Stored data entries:
----
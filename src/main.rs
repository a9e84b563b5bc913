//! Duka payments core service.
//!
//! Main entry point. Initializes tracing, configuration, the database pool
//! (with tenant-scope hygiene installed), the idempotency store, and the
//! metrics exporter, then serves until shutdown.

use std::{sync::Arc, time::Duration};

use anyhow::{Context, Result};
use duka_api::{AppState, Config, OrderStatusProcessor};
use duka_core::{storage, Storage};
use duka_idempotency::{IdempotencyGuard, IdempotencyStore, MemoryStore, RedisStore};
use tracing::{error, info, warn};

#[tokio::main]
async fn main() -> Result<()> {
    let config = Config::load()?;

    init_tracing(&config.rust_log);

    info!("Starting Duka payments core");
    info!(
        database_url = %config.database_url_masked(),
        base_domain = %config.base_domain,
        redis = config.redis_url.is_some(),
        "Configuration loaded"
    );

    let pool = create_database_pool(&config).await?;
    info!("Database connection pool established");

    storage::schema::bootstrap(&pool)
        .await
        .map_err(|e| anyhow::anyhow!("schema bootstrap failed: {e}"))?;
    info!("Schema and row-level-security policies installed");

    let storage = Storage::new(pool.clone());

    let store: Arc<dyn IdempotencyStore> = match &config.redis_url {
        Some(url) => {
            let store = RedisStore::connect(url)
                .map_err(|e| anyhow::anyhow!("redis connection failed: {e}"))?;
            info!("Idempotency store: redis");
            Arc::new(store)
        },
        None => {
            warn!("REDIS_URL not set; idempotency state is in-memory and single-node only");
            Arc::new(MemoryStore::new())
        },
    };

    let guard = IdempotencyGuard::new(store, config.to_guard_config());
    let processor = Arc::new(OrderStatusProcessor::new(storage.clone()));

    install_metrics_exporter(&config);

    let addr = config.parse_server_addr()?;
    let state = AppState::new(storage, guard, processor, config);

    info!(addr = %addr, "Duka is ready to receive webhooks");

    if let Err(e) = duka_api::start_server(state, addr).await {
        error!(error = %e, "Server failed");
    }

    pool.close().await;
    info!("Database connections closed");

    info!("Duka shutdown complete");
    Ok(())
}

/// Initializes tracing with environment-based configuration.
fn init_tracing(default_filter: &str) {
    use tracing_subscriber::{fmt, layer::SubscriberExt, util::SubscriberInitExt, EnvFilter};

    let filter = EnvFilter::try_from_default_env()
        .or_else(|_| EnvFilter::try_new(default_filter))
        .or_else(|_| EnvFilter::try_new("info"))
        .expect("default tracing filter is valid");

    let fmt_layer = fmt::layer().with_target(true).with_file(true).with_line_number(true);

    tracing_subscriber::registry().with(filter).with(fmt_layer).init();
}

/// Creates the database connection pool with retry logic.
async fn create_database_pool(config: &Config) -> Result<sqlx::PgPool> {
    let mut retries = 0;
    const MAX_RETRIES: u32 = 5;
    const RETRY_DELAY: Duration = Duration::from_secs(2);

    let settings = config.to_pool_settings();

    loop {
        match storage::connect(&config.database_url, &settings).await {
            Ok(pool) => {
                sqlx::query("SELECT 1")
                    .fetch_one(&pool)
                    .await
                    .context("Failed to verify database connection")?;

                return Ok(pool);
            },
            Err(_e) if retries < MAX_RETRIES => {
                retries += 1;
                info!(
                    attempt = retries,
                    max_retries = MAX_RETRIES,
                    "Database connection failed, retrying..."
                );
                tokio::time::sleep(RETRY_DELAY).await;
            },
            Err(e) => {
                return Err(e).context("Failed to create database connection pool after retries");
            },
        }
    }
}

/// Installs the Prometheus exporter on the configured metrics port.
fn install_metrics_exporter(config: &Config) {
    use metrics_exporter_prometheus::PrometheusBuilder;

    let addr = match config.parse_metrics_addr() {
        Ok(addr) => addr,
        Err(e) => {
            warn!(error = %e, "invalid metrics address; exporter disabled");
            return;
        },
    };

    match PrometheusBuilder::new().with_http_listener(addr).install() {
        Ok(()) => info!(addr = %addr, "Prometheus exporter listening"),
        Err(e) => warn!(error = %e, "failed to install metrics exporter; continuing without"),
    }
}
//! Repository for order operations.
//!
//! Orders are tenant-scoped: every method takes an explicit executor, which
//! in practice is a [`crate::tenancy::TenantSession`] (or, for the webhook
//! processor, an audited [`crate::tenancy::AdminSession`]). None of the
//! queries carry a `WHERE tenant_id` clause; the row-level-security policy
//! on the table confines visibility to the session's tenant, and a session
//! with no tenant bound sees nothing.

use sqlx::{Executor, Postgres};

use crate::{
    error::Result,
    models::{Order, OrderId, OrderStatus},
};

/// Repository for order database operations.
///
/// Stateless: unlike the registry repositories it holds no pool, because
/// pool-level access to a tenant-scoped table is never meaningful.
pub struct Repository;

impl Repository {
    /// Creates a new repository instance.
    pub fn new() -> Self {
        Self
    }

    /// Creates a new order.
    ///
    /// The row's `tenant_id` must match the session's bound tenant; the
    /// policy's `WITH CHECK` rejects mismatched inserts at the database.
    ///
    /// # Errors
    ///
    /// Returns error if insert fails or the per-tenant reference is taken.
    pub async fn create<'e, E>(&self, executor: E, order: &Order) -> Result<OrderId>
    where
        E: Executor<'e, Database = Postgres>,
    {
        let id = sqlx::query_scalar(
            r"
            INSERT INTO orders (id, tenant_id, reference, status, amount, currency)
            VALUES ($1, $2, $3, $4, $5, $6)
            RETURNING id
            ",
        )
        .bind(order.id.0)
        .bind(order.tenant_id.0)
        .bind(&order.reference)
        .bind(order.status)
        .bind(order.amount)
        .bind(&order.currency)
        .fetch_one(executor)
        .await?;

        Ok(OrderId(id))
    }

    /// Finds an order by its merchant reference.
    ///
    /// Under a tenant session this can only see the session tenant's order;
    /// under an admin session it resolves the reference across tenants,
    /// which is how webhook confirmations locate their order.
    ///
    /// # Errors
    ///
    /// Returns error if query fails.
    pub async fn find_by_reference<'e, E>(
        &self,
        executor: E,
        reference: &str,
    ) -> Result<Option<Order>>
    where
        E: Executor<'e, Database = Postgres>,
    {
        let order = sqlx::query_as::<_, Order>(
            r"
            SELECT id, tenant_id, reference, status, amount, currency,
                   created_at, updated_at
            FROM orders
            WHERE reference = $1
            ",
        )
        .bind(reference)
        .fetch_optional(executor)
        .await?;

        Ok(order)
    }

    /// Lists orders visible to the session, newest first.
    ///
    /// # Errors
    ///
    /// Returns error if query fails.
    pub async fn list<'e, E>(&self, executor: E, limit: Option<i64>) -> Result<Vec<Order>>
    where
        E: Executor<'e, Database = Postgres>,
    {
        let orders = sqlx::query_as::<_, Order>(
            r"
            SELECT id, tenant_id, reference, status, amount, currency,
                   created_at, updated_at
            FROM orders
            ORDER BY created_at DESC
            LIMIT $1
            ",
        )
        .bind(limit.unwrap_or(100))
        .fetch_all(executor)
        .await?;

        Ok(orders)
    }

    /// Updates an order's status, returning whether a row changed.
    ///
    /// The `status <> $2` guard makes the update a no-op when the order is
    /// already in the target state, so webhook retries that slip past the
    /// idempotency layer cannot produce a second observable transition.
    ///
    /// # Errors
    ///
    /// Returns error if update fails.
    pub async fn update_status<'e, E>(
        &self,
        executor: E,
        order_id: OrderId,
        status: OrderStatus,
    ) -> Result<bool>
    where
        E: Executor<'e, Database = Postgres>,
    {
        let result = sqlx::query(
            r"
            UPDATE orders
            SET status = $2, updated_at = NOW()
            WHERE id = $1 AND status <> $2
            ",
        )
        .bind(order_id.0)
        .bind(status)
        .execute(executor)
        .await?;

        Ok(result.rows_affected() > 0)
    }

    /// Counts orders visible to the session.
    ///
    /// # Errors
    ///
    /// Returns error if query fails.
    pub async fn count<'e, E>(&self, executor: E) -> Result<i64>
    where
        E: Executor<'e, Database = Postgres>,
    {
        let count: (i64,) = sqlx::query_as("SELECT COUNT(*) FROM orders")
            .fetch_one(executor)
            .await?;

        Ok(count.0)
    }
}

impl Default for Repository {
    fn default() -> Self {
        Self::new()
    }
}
----
Reply with one number only: the count of lines in the entries that contain "operations".

_Response:_ 2